In some examples, the result assembly adder array is configured to perform a first type of sign extension emulation for a given sign-extension-emulated sub-array result value whose most significant bit is of lower significance than a most significant bit of the at least one multiplication result value, and which is generated by one of the adder sub-arrays based on a pair of portions of bits selected from the first operand and the second operand which includes a sign bit of at least one of the first operand or the second operand. Sub-arrays which generate a sub-array result value with a most significant bit equal to the most significant bit of the at least one multiplication result value, and sub-arrays which operate on a pair of portions of bits selected from the first and second operand which do not include a sign bit of at least one of the first operand or the second operand, do not have this first type of sign extension performed. Especially for the adder subarrays requiring the first type of sign extension which generate the sub-array result values of lowest significance, padding the upper end of those sub-array result values with sign extension bits can require a large number of additional bits which greatly increases the circuit area cost and fanout. This can be avoided by performing sign extension emulation for this type of sign extension.
For the first type of sign extension emulation, the result assembly adder array may include in the plurality of assembled values added in the result assembly addition, at least one assembled value providing a same result as applying:
-
- a correction value of +1 at a bit position corresponding to a most significant bit of the given sign-extension-emulated sub-array result value; and
- a constant having a value which represents subtraction of 1 at a bit position corresponding to the most significant bit of the given sign-extension-emulated sub-array result value.
Adding +1 at the most significant bit clears the sign bit of the given sign-extension-emulated sub-array result value to 0, and therefore avoids the need for traditional sign extension bits (set to mirror the top bit of the value being sign-extended), but this would leave the overall addition result at a value which is too large, which can be corrected by also subtracting 1 at the bit position corresponding to the most significant bit. The +1 and −1 corrections can be applied separately using separate assembled values added in the result assembly addition, or could be combined into a single constant applied as a single assembled value in the result assembly addition. In the case of the +1 correction, this could also be applied within the adder sub-array which generates the given sign-extension-emulated sub-array result value, so that the assembled value which provides the same result as the +1 correction can be the given sign-extension-emulated sub-array result value itself (which may already have the +1 correction included at the point it is added by the result assembly adder array).

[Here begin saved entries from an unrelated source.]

//! Application layer: port trait definitions and use-case orchestration.
//!
//! This module depends only on `crate::domain`, never on `crate::infra`,
//! `crate::commands`, or `crate::cli`.

pub mod ports;
pub mod services;

pub use ports::{CommandRunner, HostFs, SettingsProvider, Sleeper, StatusSink};
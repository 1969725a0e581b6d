//! Pure congestion computation.

use crate::buildings::Building;
use crate::sim_params::CongestionParams;

use super::types::Route;

/// Compute a route's congestion from the current building snapshot.
///
/// Starting from the route's base traffic volume, every route coordinate
/// accumulates impact from buildings strictly within the impact radius
/// (planar approximate distance): linear distance decay × height/100 ×
/// emission/100 × kind factor × the impact scale. The running total is
/// clamped to 100 after each coordinate, not just at the end, so long routes
/// through dense areas saturate instead of overflowing; the final value is
/// clamped to `[0, 100]`.
///
/// Deterministic in its inputs; callers recompute from scratch on every
/// building-set or base-traffic change.
pub fn compute_congestion(route: &Route, buildings: &[Building], params: &CongestionParams) -> f64 {
    let mut congestion = route.base_traffic;

    for coordinate in &route.coordinates {
        let mut coordinate_impact = 0.0;

        for building in buildings {
            let distance = coordinate.planar_distance_m(building.location);
            if distance >= params.impact_radius_m {
                continue;
            }
            let distance_factor = (1.0 - distance / params.impact_radius_m).max(0.0);
            let height_factor = building.height / 100.0;
            let emission_factor = building.emission / 100.0;
            let kind_factor = building.kind.congestion_factor();

            coordinate_impact +=
                distance_factor * height_factor * emission_factor * kind_factor * params.impact_scale;
        }

        congestion = (congestion + coordinate_impact).min(100.0);
    }

    congestion.clamp(0.0, 100.0)
}
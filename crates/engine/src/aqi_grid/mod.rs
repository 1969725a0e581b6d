//! The spatial AQI grid.
//!
//! A selected map center is partitioned into an N×N grid of cells; each cell
//! carries a baseline AQI sampled from an external feed and a list of
//! per-building impact contributions. Sampling fans out one task per cell on
//! the async compute pool and reduces results regardless of completion
//! order; every regeneration bumps a generation counter so a batch that
//! finishes after a newer grid has superseded it is discarded, never merged.

mod grid;
mod plugin;
mod sampling;
mod systems;
mod types;

#[cfg(test)]
mod tests;

pub use grid::{attach_samples, generate_grid};
pub use plugin::AqiGridPlugin;
pub use sampling::{AqiSampler, FixedSampler, NullSampler, PendingSamples, SamplerHandle};
pub use systems::{begin_grid_regeneration, collect_sample_results, RegenerateGrid};
pub use types::{AqiGrid, Cell, ImpactEntry};
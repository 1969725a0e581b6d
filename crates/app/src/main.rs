//! Headless demo host for the twin engine.
//!
//! Builds a small scenario around a Berlin center — a grid regeneration, a
//! few buildings, a route — runs the app until the grid is populated and
//! every derived value has settled, then prints the overlay snapshot as JSON
//! on stdout. No window, no renderer; a real frontend would read the same
//! snapshot and draw it.

use bevy::prelude::*;

use engine::{
    AddRoute, AqiSampler, BuildingKind, BuildingSpec, EnginePlugin, LonLat, OverlaySnapshot,
    PlaceBuilding, RegenerateGrid, SamplerHandle,
};

const CENTER: LonLat = LonLat { lon: 13.404954, lat: 52.520008 };

/// Deterministic offline baseline: a smooth field over the coordinate, in a
/// plausible urban AQI range. Stands in for a live feed adapter.
struct OfflineSampler;

impl AqiSampler for OfflineSampler {
    fn sample(&self, location: LonLat) -> Option<f64> {
        let ripple = (location.lon * 400.0).sin() + (location.lat * 400.0).cos();
        Some(55.0 + ripple * 18.0)
    }
}

fn main() {
    let mut app = App::new();
    app.add_plugins(MinimalPlugins)
        .add_plugins(bevy::log::LogPlugin::default())
        .add_plugins(EnginePlugin)
        .insert_resource(SamplerHandle(std::sync::Arc::new(OfflineSampler)))
        .add_systems(Startup, build_scenario);

    // Drive frames until sampling lands and the overlay reflects the full
    // scenario, then emit it. Bounded so a wedged sampler cannot hang the
    // demo forever.
    for _ in 0..1_000 {
        app.update();
        let populated = app.world().resource::<engine::AqiGrid>().populated;
        let overlay = app.world().resource::<OverlaySnapshot>();
        if populated && !overlay.buildings.is_empty() && !overlay.routes.is_empty() {
            app.update(); // one settle frame for the post-mutation recomputes
            break;
        }
    }

    let overlay = app.world().resource::<OverlaySnapshot>();
    match serde_json::to_string_pretty(overlay) {
        Ok(json) => println!("{json}"),
        Err(e) => error!("failed to serialize overlay: {e}"),
    }
}

fn build_scenario(
    mut regenerate: EventWriter<RegenerateGrid>,
    mut place: EventWriter<PlaceBuilding>,
    mut routes: EventWriter<AddRoute>,
) {
    regenerate.send(RegenerateGrid { center: CENTER });

    place.send(PlaceBuilding {
        spec: BuildingSpec::new(CENTER, BuildingKind::MarketShopping).with_size(30.0, 50.0),
    });
    place.send(PlaceBuilding {
        spec: BuildingSpec::new(
            LonLat::new(CENTER.lon + 0.002, CENTER.lat),
            BuildingKind::Industrial,
        )
        .with_size(40.0, 80.0)
        .with_emission(90.0),
    });
    place.send(PlaceBuilding {
        spec: BuildingSpec::new(
            LonLat::new(CENTER.lon - 0.002, CENTER.lat + 0.001),
            BuildingKind::Residential,
        ),
    });

    routes.send(AddRoute {
        id: None,
        coordinates: vec![
            LonLat::new(CENTER.lon - 0.003, CENTER.lat),
            LonLat::new(CENTER.lon + 0.0019, CENTER.lat),
            LonLat::new(CENTER.lon + 0.004, CENTER.lat + 0.001),
        ],
        base_traffic: Some(40.0),
    });
}
//! Grid regeneration and sample collection systems.

use std::sync::Arc;

use bevy::prelude::*;
use bevy::tasks::{block_on, AsyncComputeTaskPool};

use crate::building_impact::apply_building_impact;
use crate::buildings::Building;
use crate::sim_params::SimParams;

use super::grid::{attach_samples, generate_grid};
use super::sampling::{PendingSamples, SamplerHandle};
use super::types::AqiGrid;
use crate::geo::LonLat;

/// Request to rebuild the grid around a new center. When several arrive in
/// one frame only the newest is honored; the others are superseded before
/// their sampling even starts.
#[derive(Event, Debug, Clone, Copy)]
pub struct RegenerateGrid {
    pub center: LonLat,
}

/// Rebuild the grid for the newest [`RegenerateGrid`] request and fan out
/// one sampling task per cell.
///
/// Cells are recreated from scratch; baselines and impact lists are never
/// carried over. Existing buildings re-apply once the new baselines land.
/// On wasm32 there is no thread pool, so sampling runs inline.
pub fn begin_grid_regeneration(
    mut events: EventReader<RegenerateGrid>,
    params: Res<SimParams>,
    sampler: Res<SamplerHandle>,
    mut grid: ResMut<AqiGrid>,
    mut pending: ResMut<PendingSamples>,
) {
    let Some(event) = events.read().last() else {
        return;
    };

    let cells = match generate_grid(
        event.center,
        params.grid.large_square_side,
        params.grid.divisions,
    ) {
        Ok(cells) => cells,
        Err(error) => {
            warn!("grid regeneration rejected: {error}");
            return;
        }
    };

    grid.generation += 1;
    grid.center = Some(event.center);
    grid.cells = cells;
    grid.populated = false;
    pending.reset_for(grid.generation);

    if grid.cells.is_empty() {
        // divisions <= 0: nothing to sample.
        grid.populated = true;
        return;
    }

    if cfg!(target_arch = "wasm32") {
        pending.results = grid
            .cells
            .iter()
            .map(|cell| (cell.id, sampler.0.sample(cell.centroid)))
            .collect();
    } else {
        let pool = AsyncComputeTaskPool::get();
        for cell in &grid.cells {
            let sampler = Arc::clone(&sampler.0);
            let centroid = cell.centroid;
            pending
                .tasks
                .push((cell.id, pool.spawn(async move { sampler.sample(centroid) })));
        }
    }
}

/// Poll the in-flight sampling batch and finish the merge once every cell
/// has reported.
///
/// A batch whose generation no longer matches the grid is discarded without
/// touching any cell — the all-complete barrier only ever resolves for the
/// current generation. After the merge, every existing building re-applies
/// its impact onto the fresh baselines.
pub fn collect_sample_results(
    mut grid: ResMut<AqiGrid>,
    mut pending: ResMut<PendingSamples>,
    params: Res<SimParams>,
    buildings: Query<&Building>,
) {
    if pending.generation != grid.generation {
        if !pending.is_idle() {
            debug!(
                "discarding stale sample batch (generation {} superseded by {})",
                pending.generation, grid.generation
            );
            let generation = grid.generation;
            pending.reset_for(generation);
        }
        return;
    }
    if grid.populated || pending.is_idle() {
        return;
    }

    // Drain completed tasks into results; each task is polled exactly once
    // per frame.
    let in_flight = std::mem::take(&mut pending.tasks);
    let mut still_running = Vec::new();
    for (id, mut task) in in_flight {
        match block_on(futures_lite::future::poll_once(&mut task)) {
            Some(aqi) => pending.results.push((id, aqi)),
            None => still_running.push((id, task)),
        }
    }
    pending.tasks = still_running;

    if pending.tasks.is_empty() && pending.results.len() == grid.cells.len() {
        let results = std::mem::take(&mut pending.results);
        attach_samples(&mut grid.cells, &results, params.aqi.max_total_aqi_impact);
        for building in &buildings {
            // Geometry was validated at placement; the kernel cannot fail.
            let _ = apply_building_impact(building, &mut grid.cells, &params.aqi);
        }
        grid.populated = true;
    }
}
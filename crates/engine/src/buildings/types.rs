//! Building component, kind enumeration, and the spec/patch types carried by
//! lifecycle events.

use bevy::prelude::*;
use serde::{Deserialize, Serialize};

use crate::config::DEFAULT_EMISSION;
use crate::error::SimError;
use crate::geo::{LonLat, METERS_PER_DEGREE};

/// Building-use categories.
#[derive(
    Debug, Clone, Copy, PartialEq, Eq, Hash, Serialize, Deserialize, bitcode::Encode, bitcode::Decode,
)]
pub enum BuildingKind {
    Residential,
    /// "Market/Shopping Area" — the only kind emitting AQI impact by default.
    MarketShopping,
    Commercial,
    Industrial,
    Educational,
    Healthcare,
}

impl BuildingKind {
    pub fn label(self) -> &'static str {
        match self {
            BuildingKind::Residential => "Residential",
            BuildingKind::MarketShopping => "Market/Shopping Area",
            BuildingKind::Commercial => "Commercial",
            BuildingKind::Industrial => "Industrial",
            BuildingKind::Educational => "Educational",
            BuildingKind::Healthcare => "Healthcare",
        }
    }

    /// Weight of this kind in the route congestion model. Kinds without an
    /// entry in the original lookup fall back to 0.7.
    pub fn congestion_factor(self) -> f64 {
        match self {
            BuildingKind::Residential => 0.6,
            BuildingKind::Commercial => 0.8,
            BuildingKind::Industrial => 1.0,
            BuildingKind::Educational => 0.7,
            BuildingKind::Healthcare => 0.75,
            BuildingKind::MarketShopping => 0.7,
        }
    }

    pub fn default_color(self) -> &'static str {
        match self {
            BuildingKind::Residential => "#4CAF50",
            BuildingKind::MarketShopping => "#FF9800",
            BuildingKind::Commercial => "#2196F3",
            BuildingKind::Industrial => "#FF5722",
            BuildingKind::Educational => "#9C27B0",
            BuildingKind::Healthcare => "#E91E63",
        }
    }
}

/// A placed building.
#[derive(Component, Debug, Clone, PartialEq, Serialize, Deserialize)]
pub struct Building {
    pub id: u64,
    pub location: LonLat,
    /// Footprint side length in meters (footprint is a square).
    pub width: f64,
    /// Height in meters.
    pub height: f64,
    /// Footprint rotation in degrees, normalized to `[0, 360)`.
    pub rotation: f64,
    pub kind: BuildingKind,
    /// Emission score in `[0, 100]`, used by the congestion model.
    pub emission: f64,
    /// Display-only color.
    pub color: String,
}

impl Building {
    /// Rejects geometry that would poison the impact math. Must be called
    /// before any grid mutation.
    pub fn validate(&self) -> Result<(), SimError> {
        if !self.location.is_finite() {
            return Err(SimError::NonFiniteCoordinate {
                lon: self.location.lon,
                lat: self.location.lat,
            });
        }
        if !(self.width > 0.0) || !(self.height > 0.0) {
            return Err(SimError::InvalidBuildingGeometry {
                width: self.width,
                height: self.height,
            });
        }
        Ok(())
    }

    /// Volume with the footprint treated as a `width × width` square.
    pub fn volume_m3(&self) -> f64 {
        self.width * self.width * self.height
    }

    /// Footprint polygon: a closed 5-point ring, rotated by `rotation`
    /// around the building location. Degree conversion uses the equatorial
    /// constant, same as the congestion distance approximation.
    pub fn footprint(&self) -> [LonLat; 5] {
        let half = (self.width / 2.0) / METERS_PER_DEGREE;
        let (sin, cos) = self.rotation.to_radians().sin_cos();
        let locals = [(-half, -half), (half, -half), (half, half), (-half, half)];

        let mut ring = [self.location; 5];
        for (corner, (dx, dy)) in ring.iter_mut().zip(locals) {
            *corner = LonLat::new(
                self.location.lon + dx * cos - dy * sin,
                self.location.lat + dx * sin + dy * cos,
            );
        }
        ring[4] = ring[0];
        ring
    }
}

/// Allocates monotonic building ids, honoring caller-assigned ids by always
/// staying ahead of the largest id seen.
#[derive(Resource, Debug)]
pub struct BuildingIdAllocator {
    next: u64,
}

impl Default for BuildingIdAllocator {
    fn default() -> Self {
        Self { next: 1 }
    }
}

impl BuildingIdAllocator {
    pub fn allocate(&mut self) -> u64 {
        let id = self.next;
        self.next += 1;
        id
    }

    pub fn reserve(&mut self, id: u64) {
        self.next = self.next.max(id.saturating_add(1));
    }
}

/// Requested building, as carried by [`super::PlaceBuilding`].
#[derive(Debug, Clone, Serialize, Deserialize)]
pub struct BuildingSpec {
    /// Caller-assigned id; `None` lets the allocator pick one.
    pub id: Option<u64>,
    pub location: LonLat,
    pub width: f64,
    pub height: f64,
    pub rotation: f64,
    pub kind: BuildingKind,
    pub emission: f64,
    /// Display color override; `None` uses the kind's default.
    pub color: Option<String>,
}

impl BuildingSpec {
    pub fn new(location: LonLat, kind: BuildingKind) -> Self {
        Self {
            id: None,
            location,
            width: 20.0,
            height: 30.0,
            rotation: 0.0,
            kind,
            emission: DEFAULT_EMISSION,
            color: None,
        }
    }

    pub fn with_id(mut self, id: u64) -> Self {
        self.id = Some(id);
        self
    }

    pub fn with_size(mut self, width: f64, height: f64) -> Self {
        self.width = width;
        self.height = height;
        self
    }

    pub fn with_rotation(mut self, rotation: f64) -> Self {
        self.rotation = rotation;
        self
    }

    pub fn with_emission(mut self, emission: f64) -> Self {
        self.emission = emission;
        self
    }

    pub(crate) fn into_building(self, alloc: &mut BuildingIdAllocator) -> Building {
        let id = match self.id {
            Some(id) => {
                alloc.reserve(id);
                id
            }
            None => alloc.allocate(),
        };
        let kind = self.kind;
        Building {
            id,
            location: self.location,
            width: self.width,
            height: self.height,
            rotation: self.rotation.rem_euclid(360.0),
            kind,
            emission: self.emission.clamp(0.0, 100.0),
            color: self.color.unwrap_or_else(|| kind.default_color().to_string()),
        }
    }
}

/// Partial update for [`super::EditBuilding`]; `None` fields keep their
/// current value. Any geometry field change invalidates the footprint and
/// the building's AQI contribution, both of which are recomputed.
#[derive(Debug, Clone, Default, Serialize, Deserialize)]
pub struct BuildingPatch {
    pub location: Option<LonLat>,
    pub width: Option<f64>,
    pub height: Option<f64>,
    pub rotation: Option<f64>,
    pub kind: Option<BuildingKind>,
    pub emission: Option<f64>,
    pub color: Option<String>,
}

impl BuildingPatch {
    pub fn apply_to(&self, building: &mut Building) {
        if let Some(location) = self.location {
            building.location = location;
        }
        if let Some(width) = self.width {
            building.width = width;
        }
        if let Some(height) = self.height {
            building.height = height;
        }
        if let Some(rotation) = self.rotation {
            building.rotation = rotation.rem_euclid(360.0);
        }
        if let Some(kind) = self.kind {
            building.kind = kind;
        }
        if let Some(emission) = self.emission {
            building.emission = emission.clamp(0.0, 100.0);
        }
        if let Some(ref color) = self.color {
            building.color = color.clone();
        }
    }
}
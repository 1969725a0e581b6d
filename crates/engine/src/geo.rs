//! Geographic coordinate type and the two distance functions used by the
//! simulation.
//!
//! The AQI model measures building-to-cell distances geodesically (haversine)
//! while the congestion model uses a cheap planar approximation. The two are
//! deliberately not unified: grid impact radii reach hundreds of meters where
//! the haversine error matters, route scanning runs per route coordinate per
//! building and only needs to resolve a 100 m cutoff.

use serde::{Deserialize, Deserializer, Serialize, Serializer};

/// Mean Earth radius in meters, as used by the haversine distance.
pub const EARTH_RADIUS_M: f64 = 6_371_000.0;

/// Meters per degree of longitude/latitude at the equator.
pub const METERS_PER_DEGREE: f64 = 111_319.9;

/// A longitude/latitude pair in decimal degrees.
///
/// Canonical serialized form is the numeric 2-array `[lon, lat]`, matching
/// GeoJSON position ordering.
#[derive(Debug, Clone, Copy, PartialEq, bitcode::Encode, bitcode::Decode)]
pub struct LonLat {
    pub lon: f64,
    pub lat: f64,
}

impl LonLat {
    pub fn new(lon: f64, lat: f64) -> Self {
        Self { lon, lat }
    }

    /// True when both components are finite (no NaN, no infinities).
    pub fn is_finite(self) -> bool {
        self.lon.is_finite() && self.lat.is_finite()
    }

    /// Geodesic distance to `other` in meters via the haversine formula.
    pub fn haversine_distance_m(self, other: LonLat) -> f64 {
        let phi1 = self.lat.to_radians();
        let phi2 = other.lat.to_radians();
        let d_phi = (other.lat - self.lat).to_radians();
        let d_lambda = (other.lon - self.lon).to_radians();

        let a = (d_phi / 2.0).sin().powi(2)
            + phi1.cos() * phi2.cos() * (d_lambda / 2.0).sin().powi(2);
        let c = 2.0 * a.sqrt().atan2((1.0 - a).sqrt());

        EARTH_RADIUS_M * c
    }

    /// Planar approximate distance to `other` in meters: straight-line degree
    /// distance scaled by the equatorial meters-per-degree constant.
    pub fn planar_distance_m(self, other: LonLat) -> f64 {
        let d_lon = self.lon - other.lon;
        let d_lat = self.lat - other.lat;
        (d_lon * d_lon + d_lat * d_lat).sqrt() * METERS_PER_DEGREE
    }
}

impl Serialize for LonLat {
    fn serialize<S: Serializer>(&self, serializer: S) -> Result<S::Ok, S::Error> {
        [self.lon, self.lat].serialize(serializer)
    }
}

impl<'de> Deserialize<'de> for LonLat {
    fn deserialize<D: Deserializer<'de>>(deserializer: D) -> Result<Self, D::Error> {
        let [lon, lat] = <[f64; 2]>::deserialize(deserializer)?;
        Ok(LonLat { lon, lat })
    }
}

#[cfg(test)]
mod tests {
    use super::*;

    #[test]
    fn test_haversine_zero_distance() {
        let p = LonLat::new(77.5946, 12.9716);
        assert_eq!(p.haversine_distance_m(p), 0.0);
    }

    #[test]
    fn test_haversine_known_distance() {
        // One degree of latitude is ~111.2 km on a 6371 km sphere.
        let a = LonLat::new(77.0, 12.0);
        let b = LonLat::new(77.0, 13.0);
        let d = a.haversine_distance_m(b);
        assert!((d - 111_194.9).abs() < 100.0, "got {d}");
    }

    #[test]
    fn test_planar_distance_uses_equatorial_constant() {
        let a = LonLat::new(77.0, 12.0);
        let b = LonLat::new(77.001, 12.0);
        let d = a.planar_distance_m(b);
        assert!((d - 111.3199).abs() < 1e-6, "got {d}");
    }

    #[test]
    fn test_planar_and_haversine_disagree_off_equator() {
        // The planar approximation ignores latitude compression; the two
        // functions must stay distinct (the models depend on the asymmetry).
        let a = LonLat::new(77.0, 60.0);
        let b = LonLat::new(77.01, 60.0);
        let planar = a.planar_distance_m(b);
        let geodesic = a.haversine_distance_m(b);
        assert!((planar - geodesic).abs() > 100.0);
    }

    #[test]
    fn test_is_finite_rejects_nan() {
        assert!(LonLat::new(77.0, 12.0).is_finite());
        assert!(!LonLat::new(f64::NAN, 12.0).is_finite());
        assert!(!LonLat::new(77.0, f64::INFINITY).is_finite());
    }

    #[test]
    fn test_serializes_as_numeric_pair() {
        let p = LonLat::new(77.5946, 12.9716);
        let json = serde_json::to_string(&p).unwrap();
        assert_eq!(json, "[77.5946,12.9716]");
        let back: LonLat = serde_json::from_str(&json).unwrap();
        assert_eq!(back, p);
    }
}
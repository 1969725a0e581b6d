/// Default side length of the sampled square around a selected center, in
/// degrees.
pub const LARGE_SQUARE_SIDE: f64 = 0.01;

/// Default number of grid divisions per axis (6 -> 36 cells).
pub const GRID_DIVISIONS: i32 = 6;

/// Base traffic volume assigned to a route when the caller leaves it unset.
pub const DEFAULT_BASE_TRAFFIC: f64 = 50.0;

/// Emission score assigned to a building when the caller leaves it unset.
pub const DEFAULT_EMISSION: f64 = 50.0;
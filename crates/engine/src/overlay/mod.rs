//! Render-ready snapshot of the whole twin.
//!
//! The engine never draws; instead it maintains [`OverlaySnapshot`], a plain
//! serializable resource of feature collections (cells, buildings, routes)
//! that a frontend can hand straight to a map layer. The snapshot is rebuilt
//! in full whenever any of its inputs change, so readers never see a
//! half-updated frame.

mod plugin;
mod systems;
mod types;


pub use plugin::OverlayPlugin;
pub use systems::rebuild_overlay;
pub use types::{BuildingFeature, CellFeature, OverlaySnapshot, RouteFeature};
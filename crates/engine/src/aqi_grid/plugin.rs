//! Plugin registration for the AQI grid.

use bevy::prelude::*;

use super::sampling::{PendingSamples, SamplerHandle};
use super::systems::{begin_grid_regeneration, collect_sample_results, RegenerateGrid};
use super::types::AqiGrid;

pub struct AqiGridPlugin;

impl Plugin for AqiGridPlugin {
    fn build(&self, app: &mut App) {
        app.init_resource::<AqiGrid>()
            .init_resource::<SamplerHandle>()
            .init_resource::<PendingSamples>()
            .add_event::<RegenerateGrid>()
            .add_systems(
                Update,
                (begin_grid_regeneration, collect_sample_results).chain(),
            );

        app.init_resource::<crate::SaveableRegistry>();
        app.world_mut()
            .resource_mut::<crate::SaveableRegistry>()
            .register::<AqiGrid>();
    }
}
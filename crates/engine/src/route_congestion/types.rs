use bevy::prelude::*;
use serde::{Deserialize, Serialize};

use crate::geo::LonLat;

/// A traffic route: an ordered polyline with a base traffic volume and the
/// congestion derived from it. `congestion` is never stored independently of
/// a recomputation trigger — it is rewritten in full whenever the building
/// set or the base volume changes.
#[derive(Component, Debug, Clone, PartialEq, Serialize, Deserialize)]
pub struct Route {
    pub id: u64,
    /// At least 2 points; enforced at creation.
    pub coordinates: Vec<LonLat>,
    /// Base traffic volume in `[0, 100]`.
    pub base_traffic: f64,
    /// Derived congestion in `[0, 100]`.
    pub congestion: f64,
}

/// Monotonic route id allocation, honoring caller-assigned ids.
#[derive(Resource, Debug)]
pub struct RouteIdAllocator {
    next: u64,
}

impl Default for RouteIdAllocator {
    fn default() -> Self {
        Self { next: 1 }
    }
}

impl RouteIdAllocator {
    pub fn allocate(&mut self) -> u64 {
        let id = self.next;
        self.next += 1;
        id
    }

    pub fn reserve(&mut self, id: u64) {
        self.next = self.next.max(id.saturating_add(1));
    }
}
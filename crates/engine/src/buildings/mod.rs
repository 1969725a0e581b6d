//! Building lifecycle: placement, edits, removal.
//!
//! Buildings are ECS entities carrying a [`Building`] component. Mutations
//! arrive as events; the handler validates geometry at the boundary, keeps
//! the AQI grid's impact bookkeeping in sync (edit = retract + re-apply, so
//! re-application stays idempotent), and announces every successful change
//! via [`BuildingSetChanged`] for the congestion recompute downstream.

mod events;
mod plugin;
mod systems;
mod types;


pub use events::{
    BuildingRejected, BuildingSetChanged, EditBuilding, PlaceBuilding, RemoveBuilding,
};
pub use plugin::BuildingsPlugin;
pub use systems::handle_building_events;
pub use types::{Building, BuildingIdAllocator, BuildingKind, BuildingPatch, BuildingSpec};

Either way, unlike traditional sign extension bits, these corrections used to emulate the sign extension are static and do not depend on the actual sign bit of the sign-extension-emulated sub-array result value, so can be hardwired or computed in parallel with the sub-array result value. Compared to deriving sign extension bits once the sign bit becomes known, this helps to reduce the length and inter-connectedness of dependent chains of logic gates (fanout) and hence improve performance.
In some implementations of the multiplication circuitry, each adder sub-array generates, as the one or more sub-array result values, a sum term and a carry term which when added together would give the result of the signed multiplication of the respective pairs of portions, and the result assembly adder array includes, as separate assembled values in the plurality of assembled values being added in the result assembly addition, the sum term and the carry term for a given adder sub-array. By adding the sum and carry terms as separate assembled values in the result assembly addition, this avoids any need for a carry propagate adder to add the sum and carry terms together to produce a non-redundant representation of the output of a given adder sub-array before the result assembly addition is performed. This helps improve performance because a carry propagate adder can be very slow in comparison to carry save additions which produce sum and carry terms.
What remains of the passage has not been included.